Start of Block
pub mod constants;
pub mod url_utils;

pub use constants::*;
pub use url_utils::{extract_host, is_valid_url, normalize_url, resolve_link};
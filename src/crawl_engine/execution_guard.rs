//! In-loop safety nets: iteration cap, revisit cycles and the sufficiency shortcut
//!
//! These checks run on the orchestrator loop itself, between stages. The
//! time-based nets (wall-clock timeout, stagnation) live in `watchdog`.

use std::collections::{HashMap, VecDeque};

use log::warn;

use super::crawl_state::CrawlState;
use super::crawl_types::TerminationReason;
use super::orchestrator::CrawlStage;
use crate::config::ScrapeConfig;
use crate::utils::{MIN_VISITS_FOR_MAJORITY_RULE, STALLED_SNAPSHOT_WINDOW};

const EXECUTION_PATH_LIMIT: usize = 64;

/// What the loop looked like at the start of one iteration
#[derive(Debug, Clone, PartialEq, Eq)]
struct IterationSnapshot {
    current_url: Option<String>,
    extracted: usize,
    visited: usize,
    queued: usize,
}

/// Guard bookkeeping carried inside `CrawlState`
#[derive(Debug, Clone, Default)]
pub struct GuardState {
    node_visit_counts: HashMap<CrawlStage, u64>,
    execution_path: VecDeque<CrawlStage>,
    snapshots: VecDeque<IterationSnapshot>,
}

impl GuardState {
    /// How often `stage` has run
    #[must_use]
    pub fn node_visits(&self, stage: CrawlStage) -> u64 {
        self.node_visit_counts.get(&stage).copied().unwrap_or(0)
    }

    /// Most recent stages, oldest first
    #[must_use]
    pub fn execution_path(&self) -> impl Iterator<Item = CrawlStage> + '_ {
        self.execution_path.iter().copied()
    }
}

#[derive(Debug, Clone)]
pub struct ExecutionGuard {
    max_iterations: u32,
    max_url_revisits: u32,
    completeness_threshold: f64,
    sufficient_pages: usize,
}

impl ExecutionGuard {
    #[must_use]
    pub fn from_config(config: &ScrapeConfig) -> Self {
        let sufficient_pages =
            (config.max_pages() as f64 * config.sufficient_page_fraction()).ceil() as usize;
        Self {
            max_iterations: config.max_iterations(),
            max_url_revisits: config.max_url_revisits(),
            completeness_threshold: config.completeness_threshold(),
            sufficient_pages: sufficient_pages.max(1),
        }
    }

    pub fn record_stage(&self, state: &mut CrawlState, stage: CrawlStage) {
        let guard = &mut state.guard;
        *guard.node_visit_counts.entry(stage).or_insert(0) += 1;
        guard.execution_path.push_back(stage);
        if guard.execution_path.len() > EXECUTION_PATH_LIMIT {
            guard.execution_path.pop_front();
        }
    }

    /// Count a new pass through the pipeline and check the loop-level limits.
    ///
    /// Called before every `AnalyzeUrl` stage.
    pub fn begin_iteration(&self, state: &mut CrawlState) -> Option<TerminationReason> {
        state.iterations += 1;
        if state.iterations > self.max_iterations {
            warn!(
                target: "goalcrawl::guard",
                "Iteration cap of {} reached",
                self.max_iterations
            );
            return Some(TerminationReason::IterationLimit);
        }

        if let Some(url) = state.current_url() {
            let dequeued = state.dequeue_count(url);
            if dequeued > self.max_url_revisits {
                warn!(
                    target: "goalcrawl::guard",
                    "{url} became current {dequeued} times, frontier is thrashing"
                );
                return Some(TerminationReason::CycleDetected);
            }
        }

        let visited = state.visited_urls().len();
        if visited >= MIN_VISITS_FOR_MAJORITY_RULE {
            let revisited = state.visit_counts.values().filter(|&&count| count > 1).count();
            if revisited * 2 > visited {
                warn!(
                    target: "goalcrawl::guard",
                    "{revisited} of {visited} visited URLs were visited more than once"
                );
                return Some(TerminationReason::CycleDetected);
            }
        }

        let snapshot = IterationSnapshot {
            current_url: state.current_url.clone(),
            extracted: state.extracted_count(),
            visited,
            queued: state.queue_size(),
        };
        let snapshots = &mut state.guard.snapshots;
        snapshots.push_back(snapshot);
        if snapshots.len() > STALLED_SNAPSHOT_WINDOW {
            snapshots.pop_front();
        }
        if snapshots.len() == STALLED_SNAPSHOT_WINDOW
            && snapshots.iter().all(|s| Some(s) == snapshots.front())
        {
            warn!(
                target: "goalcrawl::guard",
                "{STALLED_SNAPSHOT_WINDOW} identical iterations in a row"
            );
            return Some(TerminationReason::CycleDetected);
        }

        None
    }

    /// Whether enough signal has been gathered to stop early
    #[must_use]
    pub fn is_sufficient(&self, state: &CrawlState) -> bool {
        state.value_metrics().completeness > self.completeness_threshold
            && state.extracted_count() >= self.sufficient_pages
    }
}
End of Block
### WORK TO BE COMPLETED:
Where a line in the listing above includes the string "crate", copy that line.

### SOLUTION TO THIS EXERCISE:
use crate::config::ScrapeConfig;
use crate::utils::{MIN_VISITS_FOR_MAJORITY_RULE, STALLED_SNAPSHOT_WINDOW};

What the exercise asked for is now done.